[Supplied data — start]
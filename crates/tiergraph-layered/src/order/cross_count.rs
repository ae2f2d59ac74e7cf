//! Weighted crossing count.
//!
//! Barth, Jünger & Mutzel's bilayer count with an accumulator tree: edges between two layers are
//! visited in north order, and each one crosses every already-inserted edge that lands further
//! east on the south layer.

use super::OrderGraph;
use crate::LayoutGraph;

pub fn cross_count(g: &LayoutGraph, layering: &[Vec<String>]) -> f64 {
    let og = OrderGraph::from_graph(g);
    count(&og, &og.to_indices(layering))
}

pub(crate) fn count(og: &OrderGraph, layering: &[Vec<usize>]) -> f64 {
    let mut pos = vec![usize::MAX; og.ids.len()];
    for layer in layering {
        for (i, &v) in layer.iter().enumerate() {
            pos[v] = i;
        }
    }
    layering
        .windows(2)
        .map(|pair| bilayer_count(og, &pos, &pair[0], &pair[1]))
        .sum()
}

fn bilayer_count(og: &OrderGraph, pos: &[usize], north: &[usize], south: &[usize]) -> f64 {
    if south.is_empty() {
        return 0.0;
    }
    let in_south = |w: usize| pos[w] != usize::MAX && south.get(pos[w]) == Some(&w);

    let mut south_entries: Vec<(usize, f64)> = Vec::new();
    for &v in north {
        let start = south_entries.len();
        south_entries.extend(
            og.succs[v]
                .iter()
                .filter(|&&(w, _)| in_south(w))
                .map(|&(w, weight)| (pos[w], weight)),
        );
        south_entries[start..].sort_by_key(|&(p, _)| p);
    }

    let mut first_index = south.len().next_power_of_two();
    let mut tree = vec![0.0f64; 2 * first_index - 1];
    first_index -= 1;

    let mut crossings = 0.0;
    for (p, weight) in south_entries {
        let mut index = p + first_index;
        tree[index] += weight;
        let mut east = 0.0;
        while index > 0 {
            if index % 2 == 1 {
                east += tree[index + 1];
            }
            index = (index - 1) >> 1;
            tree[index] += weight;
        }
        crossings += weight * east;
    }
    crossings
}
[Supplied data — finish]
#### [Task to carry out]
When a line in the material above holds the word "north", copy that line.

#### [Exercise solution]
//! visited in north order, and each one crosses every already-inserted edge that lands further
fn bilayer_count(og: &OrderGraph, pos: &[usize], north: &[usize], south: &[usize]) -> f64 {
    for &v in north {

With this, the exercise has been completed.